*RECORDS SHOWN*
-.-.-

//! Backend-free multilayer perceptron.
use ndarray::{Array1, Array2};
use rand::Rng;
use rand_distr::{Distribution, Normal};
use serde::{Deserialize, Serialize};

/// Configuration of [`Mlp`].
#[derive(Clone, Debug, Deserialize, Serialize)]
pub struct MlpConfig {
    /// Hidden layer sizes.
    pub units: Vec<usize>,
}

impl Default for MlpConfig {
    fn default() -> Self {
        Self { units: vec![32, 32] }
    }
}

/// Multilayer perceptron with ReLU activations and a `[0, 1]` output range.
///
/// The output layer applies `0.5 * (tanh(x) + 1)` so the network can be used
/// directly as a muscle control signal. Weights are plain [`ndarray`]
/// matrices; no tensor backend is involved.
#[derive(Clone, Debug, Deserialize, Serialize)]
pub struct Mlp {
    /// Weights of layers.
    ws: Vec<Array2<f64>>,

    /// Biases of layers.
    bs: Vec<Array1<f64>>,
}

impl Mlp {
    /// Constructs a randomly initialized network.
    pub fn new<R: Rng>(in_dim: usize, config: &MlpConfig, out_dim: usize, rng: &mut R) -> Self {
        let mut dims = vec![in_dim];
        dims.extend(&config.units);
        dims.push(out_dim);

        let mut ws = Vec::with_capacity(dims.len() - 1);
        let mut bs = Vec::with_capacity(dims.len() - 1);
        for pair in dims.windows(2) {
            let (n_in, n_out) = (pair[0], pair[1]);
            let s = 1.0 / (n_in as f64).sqrt();
            ws.push(Array2::from_shape_fn((n_out, n_in), |_| {
                rng.gen_range(-s..s)
            }));
            bs.push(Array1::zeros(n_out));
        }
        Self { ws, bs }
    }

    /// Forward pass.
    pub fn forward(&self, x: &Array1<f64>) -> Array1<f64> {
        let n_layers = self.ws.len();
        let mut x = x.clone();
        for i in 0..n_layers {
            x = self.ws[i].dot(&x) + &self.bs[i];
            if i != n_layers - 1 {
                x.mapv_inplace(|v| v.max(0.0));
            }
        }
        x.mapv(|v| 0.5 * (v.tanh() + 1.0))
    }

    /// Returns a copy with Gaussian noise added to every parameter.
    pub fn perturbed<R: Rng>(&self, noise: &Normal<f64>, rng: &mut R) -> Self {
        Self {
            ws: self
                .ws
                .iter()
                .map(|w| w.mapv(|v| v + noise.sample(rng)))
                .collect(),
            bs: self
                .bs
                .iter()
                .map(|b| b.mapv(|v| v + noise.sample(rng)))
                .collect(),
        }
    }

    /// Output dimension of the network.
    pub fn out_dim(&self) -> usize {
        self.bs.last().map(|b| b.len()).unwrap_or(0)
    }
}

-.-.-

*WHAT YOU ARE ASKED TO DO*
If a line in the listing holds the word "Weights", list that line.

*EXERCISE SOLUTION*
/// directly as a muscle control signal. Weights are plain [`ndarray`]
    /// Weights of layers.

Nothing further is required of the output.